NGC 6857 is located in the heart of Cygnus at 20h 01m 48s right ascension and +33° 31’ 38’ declination. It’s just 2 degrees SSE of the 4th magnitude star eta (η) Cygni, which was my starting point for a star-hop (see accompanying finder charts).

I observed NGC 6857 with a 10-inch f/5 reflector on an evening when the magnitude limit was around 5.0. I was unable to see it without the aid of OIII and narrowband filters.

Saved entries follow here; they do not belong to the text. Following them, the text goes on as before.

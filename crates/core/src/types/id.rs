//! Newtype IDs for type-safe entity references.
//!
//! Use the `define_id!` macro to create type-safe ID wrappers that prevent
//! accidentally mixing IDs from different entity types. The marketplace API
//! hands out plain integers; the wrappers keep a product ID from being passed
//! where an order ID is expected.

/// Macro to define a type-safe ID wrapper.
///
/// Creates a newtype wrapper around `i64` with:
/// - `Serialize`/`Deserialize` with `#[serde(transparent)]`
/// - `Debug`, `Clone`, `Copy`, `PartialEq`, `Eq`, `Hash`, `PartialOrd`, `Ord`
/// - Conversion methods: `new()`, `as_i64()`
/// - `From<i64>`, `Into<i64>` and `FromStr` implementations
///
/// # Example
///
/// ```rust
/// # use millet_market_core::define_id;
/// define_id!(FarmId);
/// define_id!(HarvestId);
///
/// let farm_id = FarmId::new(1);
/// let harvest_id: HarvestId = "7".parse().unwrap();
///
/// assert_eq!(farm_id.as_i64(), 1);
/// assert_eq!(harvest_id.to_string(), "7");
/// // These are different types, so this won't compile:
/// // let _: FarmId = harvest_id;
/// ```
#[macro_export]
macro_rules! define_id {
    ($name:ident) => {
        #[derive(
            Debug,
            Clone,
            Copy,
            PartialEq,
            Eq,
            Hash,
            PartialOrd,
            Ord,
            ::serde::Serialize,
            ::serde::Deserialize
        )]
        #[serde(transparent)]
        pub struct $name(i64);

        impl $name {
            /// Create a new ID from an i64 value.
            #[must_use]
            pub const fn new(id: i64) -> Self {
                Self(id)
            }

            /// Get the underlying i64 value.
            #[must_use]
            pub const fn as_i64(&self) -> i64 {
                self.0
            }
        }

        impl ::core::fmt::Display for $name {
            fn fmt(&self, f: &mut ::core::fmt::Formatter<'_>) -> ::core::fmt::Result {
                write!(f, "{}", self.0)
            }
        }

        impl ::core::str::FromStr for $name {
            type Err = ::core::num::ParseIntError;

            fn from_str(s: &str) -> ::core::result::Result<Self, Self::Err> {
                s.trim().parse::<i64>().map(Self)
            }
        }

        impl From<i64> for $name {
            fn from(id: i64) -> Self {
                Self(id)
            }
        }

        impl From<$name> for i64 {
            fn from(id: $name) -> Self {
                id.0
            }
        }
    };
}

define_id!(ProductId);
define_id!(OrderId);
define_id!(UserId);
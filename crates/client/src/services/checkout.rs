//! Turning the cart into an order.

use millet_market_core::PaymentMethod;
use thiserror::Error;
use tracing::{info, instrument, warn};

use crate::api::{ApiClient, ApiError, Order, OrderItemRequest, OrderRequest};
use crate::cart::{CartManager, CartSnapshot};
use crate::session::Session;

/// Errors from placing an order.
#[derive(Debug, Error)]
pub enum CheckoutError {
    /// Nothing to order.
    #[error("cart is empty")]
    EmptyCart,

    /// No token in the session.
    #[error("sign in before placing an order")]
    NotAuthenticated,

    /// The API rejected the order or was unreachable. The cart is untouched.
    #[error(transparent)]
    Api(#[from] ApiError),
}

/// Build the request body for the current cart contents.
#[must_use]
pub fn order_request(
    cart: &CartSnapshot,
    payment_method: PaymentMethod,
    shipping_address: Option<String>,
) -> OrderRequest {
    OrderRequest {
        items: cart
            .lines()
            .iter()
            .map(|line| OrderItemRequest {
                product_id: line.product_id,
                quantity: line.quantity,
                unit_price: line.unit_price,
            })
            .collect(),
        subtotal: cart.subtotal(),
        payment_method,
        shipping_address,
    }
}

/// Place an order for everything in the cart.
///
/// The cart is cleared only once the API has accepted the order; on any
/// error it is left as it was.
///
/// # Errors
///
/// - `CheckoutError::EmptyCart` when the cart has no lines
/// - `CheckoutError::NotAuthenticated` when the session has no token
/// - `CheckoutError::Api` when the request fails
#[instrument(skip(api, cart, session), fields(lines = cart.len()))]
pub async fn place_order(
    api: &ApiClient,
    cart: &mut CartManager,
    session: &Session,
    payment_method: PaymentMethod,
) -> Result<Order, CheckoutError> {
    if cart.is_empty() {
        return Err(CheckoutError::EmptyCart);
    }
    if !session.is_authenticated() {
        return Err(CheckoutError::NotAuthenticated);
    }

    let request = order_request(&cart.snapshot(), payment_method, session.shipping_address());
    let order = match api.place_order(&request).await {
        Ok(order) => order,
        Err(e) => {
            warn!(error = %e, "Order rejected, cart kept");
            return Err(e.into());
        }
    };

    if order.total != request.subtotal {
        warn!(
            order_id = %order.id,
            client_subtotal = %request.subtotal,
            server_total = %order.total,
            "Server total differs from cart subtotal"
        );
    }

    cart.clear();
    info!(order_id = %order.id, total = %order.total, "Order placed");
    Ok(order)
}

#[cfg(test)]
#[allow(clippy::unwrap_used, clippy::indexing_slicing)]
mod tests {
    use millet_market_core::{CatalogProduct, ProductId};
    use rust_decimal::Decimal;

    use super::*;
    use crate::config::ClientConfig;

    fn millet(id: i64, price: i64) -> CatalogProduct {
        CatalogProduct {
            id: ProductId::new(id),
            display_name: format!("Millet {id}"),
            unit_price: Decimal::new(price, 0),
            supplier_name: None,
            image_url: None,
            category: None,
            unit: None,
            stock: None,
        }
    }

    fn offline_api() -> ApiClient {
        ApiClient::new(&ClientConfig::new("http://127.0.0.1:9").unwrap()).unwrap()
    }

    #[test]
    fn test_order_request_mirrors_snapshot() {
        let mut cart = CartManager::new();
        cart.add_item(&millet(1, 50), 2, "").unwrap();
        cart.add_item(&millet(2, 30), 1, "").unwrap();

        let request = order_request(
            &cart.snapshot(),
            PaymentMethod::Card,
            Some("Ward 4, Anantapur".to_string()),
        );

        assert_eq!(request.items.len(), 2);
        assert_eq!(request.items[0].product_id, ProductId::new(1));
        assert_eq!(request.items[0].quantity, 2);
        assert_eq!(request.subtotal, Decimal::new(130, 0));
        assert_eq!(request.shipping_address.as_deref(), Some("Ward 4, Anantapur"));
    }

    #[tokio::test]
    async fn test_empty_cart_refused() {
        let mut cart = CartManager::new();
        let session = Session {
            token: Some("jwt".to_string()),
            ..Session::default()
        };

        let err = place_order(&offline_api(), &mut cart, &session, PaymentMethod::Upi)
            .await
            .unwrap_err();
        assert!(matches!(err, CheckoutError::EmptyCart));
    }

    #[tokio::test]
    async fn test_anonymous_checkout_refused_and_cart_kept() {
        let mut cart = CartManager::new();
        cart.add_item(&millet(1, 50), 1, "").unwrap();

        let err = place_order(
            &offline_api(),
            &mut cart,
            &Session::default(),
            PaymentMethod::Upi,
        )
        .await
        .unwrap_err();

        assert!(matches!(err, CheckoutError::NotAuthenticated));
        assert_eq!(cart.len(), 1);
    }
}
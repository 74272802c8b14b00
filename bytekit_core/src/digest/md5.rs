//! MD5 digest (RFC 1321).

use std::{borrow::Borrow, fmt};

/// Per-round left-rotation amounts.
const S: [u32; 64] = [
    7, 12, 17, 22, 7, 12, 17, 22, 7, 12, 17, 22, 7, 12, 17, 22, //
    5, 9, 14, 20, 5, 9, 14, 20, 5, 9, 14, 20, 5, 9, 14, 20, //
    4, 11, 16, 23, 4, 11, 16, 23, 4, 11, 16, 23, 4, 11, 16, 23, //
    6, 10, 15, 21, 6, 10, 15, 21, 6, 10, 15, 21, 6, 10, 15, 21,
];

/// Per-round additive constants, K[i] = floor(abs(sin(i + 1)) * 2^32).
const K: [u32; 64] = [
    0xd76aa478, 0xe8c7b756, 0x242070db, 0xc1bdceee, //
    0xf57c0faf, 0x4787c62a, 0xa8304613, 0xfd469501, //
    0x698098d8, 0x8b44f7af, 0xffff5bb1, 0x895cd7be, //
    0x6b901122, 0xfd987193, 0xa679438e, 0x49b40821, //
    0xf61e2562, 0xc040b340, 0x265e5a51, 0xe9b6c7aa, //
    0xd62f105d, 0x02441453, 0xd8a1e681, 0xe7d3fbc8, //
    0x21e1cde6, 0xc33707d6, 0xf4d50d87, 0x455a14ed, //
    0xa9e3e905, 0xfcefa3f8, 0x676f02d9, 0x8d2a4c8a, //
    0xfffa3942, 0x8771f681, 0x6d9d6122, 0xfde5380c, //
    0xa4beea44, 0x4bdecfa9, 0xf6bb4b60, 0xbebfbc70, //
    0x289b7ec6, 0xeaa127fa, 0xd4ef3085, 0x04881d05, //
    0xd9d4d039, 0xe6db99e5, 0x1fa27cf8, 0xc4ac5665, //
    0xf4292244, 0x432aff97, 0xab9423a7, 0xfc93a039, //
    0x655b59c3, 0x8f0ccc92, 0xffeff47d, 0x85845dd1, //
    0x6fa87e4f, 0xfe2ce6e0, 0xa3014314, 0x4e0811a1, //
    0xf7537e82, 0xbd3af235, 0x2ad7d2bb, 0xeb86d391,
];

const INIT: [u32; 4] = [0x67452301, 0xefcdab89, 0x98badcfe, 0x10325476];

/// MD5 digest value (16 bytes).
#[derive(Clone, Copy, Hash, PartialEq, Eq, PartialOrd, Ord)]
pub struct Md5([u8; 16]);

impl Md5 {
    /// The size of the digest in bytes.
    pub const SIZE: usize = 16;

    /// Compute the MD5 digest of the provided bytes.
    ///
    /// ```
    /// use bytekit_core::Md5;
    ///
    /// let digest = Md5::new(b"hello");
    /// assert_eq!(digest.to_hex(), "5d41402abc4b2a76b9719d911017c592");
    /// ```
    pub fn new(buf: impl AsRef<[u8]>) -> Self {
        let mut hasher = Md5Hasher::new();
        hasher.update(buf.as_ref());
        hasher.finalize()
    }

    /// Bytes of the digest.
    pub fn as_bytes(&self) -> &[u8; 16] {
        &self.0
    }

    /// Create an `Md5` from its raw bytes representation.
    pub const fn from_bytes(bytes: [u8; 16]) -> Self {
        Self(bytes)
    }

    /// Render the digest as 32 lowercase hex characters.
    pub fn to_hex(&self) -> String {
        data_encoding::HEXLOWER.encode(&self.0)
    }
}

impl AsRef<[u8]> for Md5 {
    fn as_ref(&self) -> &[u8] {
        &self.0
    }
}

impl Borrow<[u8]> for Md5 {
    fn borrow(&self) -> &[u8] {
        &self.0
    }
}

impl From<[u8; 16]> for Md5 {
    fn from(value: [u8; 16]) -> Self {
        Self(value)
    }
}

impl From<Md5> for [u8; 16] {
    fn from(value: Md5) -> Self {
        value.0
    }
}

impl fmt::Debug for Md5 {
    fn fmt(&self, f: &mut fmt::Formatter<'_>) -> fmt::Result {
        f.debug_tuple("Md5").field(&self.to_hex()).finish()
    }
}

impl fmt::Display for Md5 {
    fn fmt(&self, f: &mut fmt::Formatter<'_>) -> fmt::Result {
        f.write_str(&self.to_hex())
    }
}

/// Incremental MD5 hasher.
///
/// Accumulates input in 64-byte blocks; `finalize` appends the standard
/// padding (a `0x80` byte, zeros to 56 mod 64, then the message bit
/// length as a little-endian u64) and returns the digest.
#[derive(Clone)]
pub struct Md5Hasher {
    state: [u32; 4],
    /// Partial input block, `buf_len` bytes valid.
    buf: [u8; 64],
    buf_len: usize,
    /// Total message length in bytes.
    len: u64,
}

impl Default for Md5Hasher {
    fn default() -> Self {
        Self::new()
    }
}

impl Md5Hasher {
    pub fn new() -> Self {
        Self {
            state: INIT,
            buf: [0u8; 64],
            buf_len: 0,
            len: 0,
        }
    }

    /// Feed more message bytes into the hasher.
    pub fn update(&mut self, mut input: &[u8]) {
        self.len = self.len.wrapping_add(input.len() as u64);

        if self.buf_len > 0 {
            let take = (64 - self.buf_len).min(input.len());
            self.buf[self.buf_len..self.buf_len + take].copy_from_slice(&input[..take]);
            self.buf_len += take;
            input = &input[take..];
            if self.buf_len == 64 {
                compress(&mut self.state, &self.buf);
                self.buf_len = 0;
            } else {
                // Input exhausted without filling the block.
                return;
            }
        }

        let mut chunks = input.chunks_exact(64);
        for block in &mut chunks {
            compress(&mut self.state, block.try_into().unwrap());
        }
        let rest = chunks.remainder();
        self.buf[..rest.len()].copy_from_slice(rest);
        self.buf_len = rest.len();
    }

    /// Pad the message and produce the digest.
    pub fn finalize(mut self) -> Md5 {
        let bit_len = self.len.wrapping_mul(8);
        self.update(&[0x80]);
        while self.buf_len != 56 {
            self.update(&[0]);
        }
        self.update(&bit_len.to_le_bytes());
        debug_assert_eq!(self.buf_len, 0);

        let mut out = [0u8; 16];
        for (chunk, word) in out.chunks_exact_mut(4).zip(self.state) {
            chunk.copy_from_slice(&word.to_le_bytes());
        }
        Md5(out)
    }
}

/// One application of the compression function to a 512-bit block.
fn compress(state: &mut [u32; 4], block: &[u8; 64]) {
    let mut m = [0u32; 16];
    for (i, chunk) in block.chunks_exact(4).enumerate() {
        m[i] = u32::from_le_bytes(chunk.try_into().unwrap());
    }

    let [mut a, mut b, mut c, mut d] = *state;

    for i in 0..64 {
        let (f, g) = match i {
            0..=15 => ((b & c) | (!b & d), i),
            16..=31 => ((d & b) | (!d & c), (5 * i + 1) % 16),
            32..=47 => (b ^ c ^ d, (3 * i + 5) % 16),
            _ => (c ^ (b | !d), (7 * i) % 16),
        };
        let rotated = a
            .wrapping_add(f)
            .wrapping_add(K[i])
            .wrapping_add(m[g])
            .rotate_left(S[i]);
        (a, b, c, d) = (d, b.wrapping_add(rotated), b, c);
    }

    state[0] = state[0].wrapping_add(a);
    state[1] = state[1].wrapping_add(b);
    state[2] = state[2].wrapping_add(c);
    state[3] = state[3].wrapping_add(d);
}
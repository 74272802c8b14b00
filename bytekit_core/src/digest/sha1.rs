//! SHA-1 digest (RFC 3174).

use std::{borrow::Borrow, fmt};

/// Stage constants, one per 20-round stage.
const K: [u32; 4] = [0x5a827999, 0x6ed9eba1, 0x8f1bbcdc, 0xca62c1d6];

const INIT: [u32; 5] = [0x67452301, 0xefcdab89, 0x98badcfe, 0x10325476, 0xc3d2e1f0];

/// SHA-1 digest value (20 bytes).
#[derive(Clone, Copy, Hash, PartialEq, Eq, PartialOrd, Ord)]
pub struct Sha1([u8; 20]);

impl Sha1 {
    /// The size of the digest in bytes.
    pub const SIZE: usize = 20;

    /// Compute the SHA-1 digest of the provided bytes.
    ///
    /// ```
    /// use bytekit_core::Sha1;
    ///
    /// let digest = Sha1::new(b"hello");
    /// assert_eq!(digest.to_hex(), "aaf4c61ddcc5e8a2dabede0f3b482cd9aea9434d");
    /// ```
    pub fn new(buf: impl AsRef<[u8]>) -> Self {
        let mut hasher = Sha1Hasher::new();
        hasher.update(buf.as_ref());
        hasher.finalize()
    }

    /// Bytes of the digest.
    pub fn as_bytes(&self) -> &[u8; 20] {
        &self.0
    }

    /// Create a `Sha1` from its raw bytes representation.
    pub const fn from_bytes(bytes: [u8; 20]) -> Self {
        Self(bytes)
    }

    /// Render the digest as 40 lowercase hex characters.
    pub fn to_hex(&self) -> String {
        data_encoding::HEXLOWER.encode(&self.0)
    }
}

impl AsRef<[u8]> for Sha1 {
    fn as_ref(&self) -> &[u8] {
        &self.0
    }
}

impl Borrow<[u8]> for Sha1 {
    fn borrow(&self) -> &[u8] {
        &self.0
    }
}

impl From<[u8; 20]> for Sha1 {
    fn from(value: [u8; 20]) -> Self {
        Self(value)
    }
}

impl From<Sha1> for [u8; 20] {
    fn from(value: Sha1) -> Self {
        value.0
    }
}

impl fmt::Debug for Sha1 {
    fn fmt(&self, f: &mut fmt::Formatter<'_>) -> fmt::Result {
        f.debug_tuple("Sha1").field(&self.to_hex()).finish()
    }
}

impl fmt::Display for Sha1 {
    fn fmt(&self, f: &mut fmt::Formatter<'_>) -> fmt::Result {
        f.write_str(&self.to_hex())
    }
}

/// Incremental SHA-1 hasher.
///
/// Same padding structure as MD5 but with the message bit length appended
/// big-endian, and big-endian words throughout.
#[derive(Clone)]
pub struct Sha1Hasher {
    state: [u32; 5],
    /// Partial input block, `buf_len` bytes valid.
    buf: [u8; 64],
    buf_len: usize,
    /// Total message length in bytes.
    len: u64,
}

impl Default for Sha1Hasher {
    fn default() -> Self {
        Self::new()
    }
}

impl Sha1Hasher {
    pub fn new() -> Self {
        Self {
            state: INIT,
            buf: [0u8; 64],
            buf_len: 0,
            len: 0,
        }
    }

    /// Feed more message bytes into the hasher.
    pub fn update(&mut self, mut input: &[u8]) {
        self.len = self.len.wrapping_add(input.len() as u64);

        if self.buf_len > 0 {
            let take = (64 - self.buf_len).min(input.len());
            self.buf[self.buf_len..self.buf_len + take].copy_from_slice(&input[..take]);
            self.buf_len += take;
            input = &input[take..];
            if self.buf_len == 64 {
                compress(&mut self.state, &self.buf);
                self.buf_len = 0;
            } else {
                // Input exhausted without filling the block.
                return;
            }
        }

        let mut chunks = input.chunks_exact(64);
        for block in &mut chunks {
            compress(&mut self.state, block.try_into().unwrap());
        }
        let rest = chunks.remainder();
        self.buf[..rest.len()].copy_from_slice(rest);
        self.buf_len = rest.len();
    }

    /// Pad the message and produce the digest.
    pub fn finalize(mut self) -> Sha1 {
        let bit_len = self.len.wrapping_mul(8);
        self.update(&[0x80]);
        while self.buf_len != 56 {
            self.update(&[0]);
        }
        self.update(&bit_len.to_be_bytes());
        debug_assert_eq!(self.buf_len, 0);

        let mut out = [0u8; 20];
        for (chunk, word) in out.chunks_exact_mut(4).zip(self.state) {
            chunk.copy_from_slice(&word.to_be_bytes());
        }
        Sha1(out)
    }
}

/// One application of the compression function to a 512-bit block.
fn compress(state: &mut [u32; 5], block: &[u8; 64]) {
    // Expand the 16 block words to 80 via the XOR-rotate schedule.
    let mut w = [0u32; 80];
    for (i, chunk) in block.chunks_exact(4).enumerate() {
        w[i] = u32::from_be_bytes(chunk.try_into().unwrap());
    }
    for i in 16..80 {
        w[i] = (w[i - 3] ^ w[i - 8] ^ w[i - 14] ^ w[i - 16]).rotate_left(1);
    }

    let [mut a, mut b, mut c, mut d, mut e] = *state;

    for (i, word) in w.into_iter().enumerate() {
        let (f, k) = match i {
            0..=19 => ((b & c) | (!b & d), K[0]),
            20..=39 => (b ^ c ^ d, K[1]),
            40..=59 => ((b & c) | (b & d) | (c & d), K[2]),
            _ => (b ^ c ^ d, K[3]),
        };
        let temp = a
            .rotate_left(5)
            .wrapping_add(f)
            .wrapping_add(e)
            .wrapping_add(k)
            .wrapping_add(word);
        (a, b, c, d, e) = (temp, a, b.rotate_left(30), c, d);
    }

    state[0] = state[0].wrapping_add(a);
    state[1] = state[1].wrapping_add(b);
    state[2] = state[2].wrapping_add(c);
    state[3] = state[3].wrapping_add(d);
    state[4] = state[4].wrapping_add(e);
}
//! The in-memory value model for canonical JSON.

use core::fmt;
use std::cell::RefCell;
use std::rc::Rc;

/// Shared handle to a node in a value graph.
///
/// Children are held through `Rc<RefCell<_>>` so a caller can build
/// DAG-shaped graphs (one node reachable via several parents) and, by
/// mistake, cyclic ones. Acyclicity is a property [`crate::json::serialize`]
/// checks by identity at traversal time, not one this type enforces.
pub type ValueRef = Rc<RefCell<Value>>;

/// A host function embedded in a value graph.
///
/// Functions participate in graphs handed around by an embedding layer
/// but have no canonical text form; serializing a graph containing one
/// fails with [`crate::json::SerializeError::UnserializableType`].
pub type NativeFn = Rc<dyn Fn(&[ValueRef]) -> ValueRef>;

/// Representation of possible canonical-JSON values.
#[derive(Clone)]
pub enum Value {
    Null,
    Bool(bool),
    Number(f64),
    String(String),
    Array(Vec<ValueRef>),
    /// Key/value pairs in insertion order. Order is significant: the
    /// canonical text form preserves it, and a parse→serialize round
    /// trip reproduces the source order exactly.
    Object(Vec<(String, ValueRef)>),
    Func(NativeFn),
}

impl Value {
    /// Wrap this value in a fresh shared handle.
    pub fn into_ref(self) -> ValueRef {
        Rc::new(RefCell::new(self))
    }

    /// Build an array value from owned elements.
    pub fn array(items: impl IntoIterator<Item = Value>) -> Value {
        Value::Array(items.into_iter().map(Value::into_ref).collect())
    }

    /// Build an object value from owned key/value pairs, keeping order.
    pub fn object<K: Into<String>>(pairs: impl IntoIterator<Item = (K, Value)>) -> Value {
        Value::Object(
            pairs
                .into_iter()
                .map(|(k, v)| (k.into(), v.into_ref()))
                .collect(),
        )
    }

    /// Build a host-function value.
    pub fn func(f: impl Fn(&[ValueRef]) -> ValueRef + 'static) -> Value {
        Value::Func(Rc::new(f))
    }

    /// Short name of this value's kind, as used in error messages.
    pub fn kind(&self) -> &'static str {
        match self {
            Value::Null => "null",
            Value::Bool(_) => "boolean",
            Value::Number(_) => "number",
            Value::String(_) => "string",
            Value::Array(_) => "array",
            Value::Object(_) => "object",
            Value::Func(_) => "function",
        }
    }
}

impl From<bool> for Value {
    fn from(value: bool) -> Self {
        Value::Bool(value)
    }
}

impl From<f64> for Value {
    fn from(value: f64) -> Self {
        Value::Number(value)
    }
}

impl From<i32> for Value {
    fn from(value: i32) -> Self {
        Value::Number(value as f64)
    }
}

impl From<&str> for Value {
    fn from(value: &str) -> Self {
        Value::String(value.to_owned())
    }
}

impl From<String> for Value {
    fn from(value: String) -> Self {
        Value::String(value)
    }
}

/// Containers print as their kind and length only. A graph may be cyclic,
/// so `Debug` must not recurse into children.
impl fmt::Debug for Value {
    fn fmt(&self, f: &mut fmt::Formatter<'_>) -> fmt::Result {
        match self {
            Value::Null => f.write_str("Null"),
            Value::Bool(b) => write!(f, "Bool({b})"),
            Value::Number(n) => write!(f, "Number({n})"),
            Value::String(s) => write!(f, "String({s:?})"),
            Value::Array(items) => write!(f, "Array[{}]", items.len()),
            Value::Object(pairs) => write!(f, "Object{{{}}}", pairs.len()),
            Value::Func(_) => f.write_str("Func"),
        }
    }
}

Even at 139x, it was small – appearing as a pale ghostly ‘flame’ emanating eastward from the vicinity of a 13th magnitude star.

NGC 6857 is part of a much larger but fainter emission nebula Sharpless 2-100. Approximately 30,000 light years away, its 40 arc-second apparent size translates to a true diameter of 9 light years.

Roger Ivester: Observer from North Carolina

NGC 6857 – Emission Nebula – Cygnus 

Date:  September 27th 2021 

Telescope:  10-inch f/4.5 Newtonian Reflector 

Sketch Magnification:  291x

Eyepiece Combination:  11mm + 2.8x Barlow 

NELM:  ~ 4.9 

After two nights of failure to see the emission nebula, NGC 6857 I gave up, but thought I’d give it one more try on the following night.  So, on the third night after two hours of careful observing using mostly averted vision and a high magnification of 291x, the nebula made its intermittent appearance.  

The nebula could best be described as very small and having an arc shape on the NE side of a faint star. 

Pencil sketch as following:  

Mark Helton: Observer from Massachusetts

Had a short stretch of clear skies last evening, so I thought that I would go for this months observers challenge.  This is NGC 6857. A small planetary nebula in the middle of a much larger region of hydrogen red nebula in the constellation of Cygnus.  It is very bright and also very small for my 535mm Stellarvue 102T-R scope.  It becomes that MM with my .08 Reducer/Flattener.  I shot this with my ZWO533MC Pro camera which has a one inch by one inch sensor.  Using a OPT Tirade Filter.  I only had about an hour and a half before the clouds rolled in, so this is 40, 180 sec images at medium gain.  Stacked in Nebulosity, and processed by Dave Rust, a new member of our club and friend of mine out in Bloomington, Indiana.  He has been introducing me to some new processing techniques so, I wanted him to give this target a try.  We are both using Photoshop, and Topaz Labs DeNoise for final processing.  Thinking of trying out Pixinsight, even though it is a bit of a learning curve.  I think to go to the next level of astrophotography, we have to make the jump!  Cygnus is just chock full of wonderful nebulae, it was fun to find this one.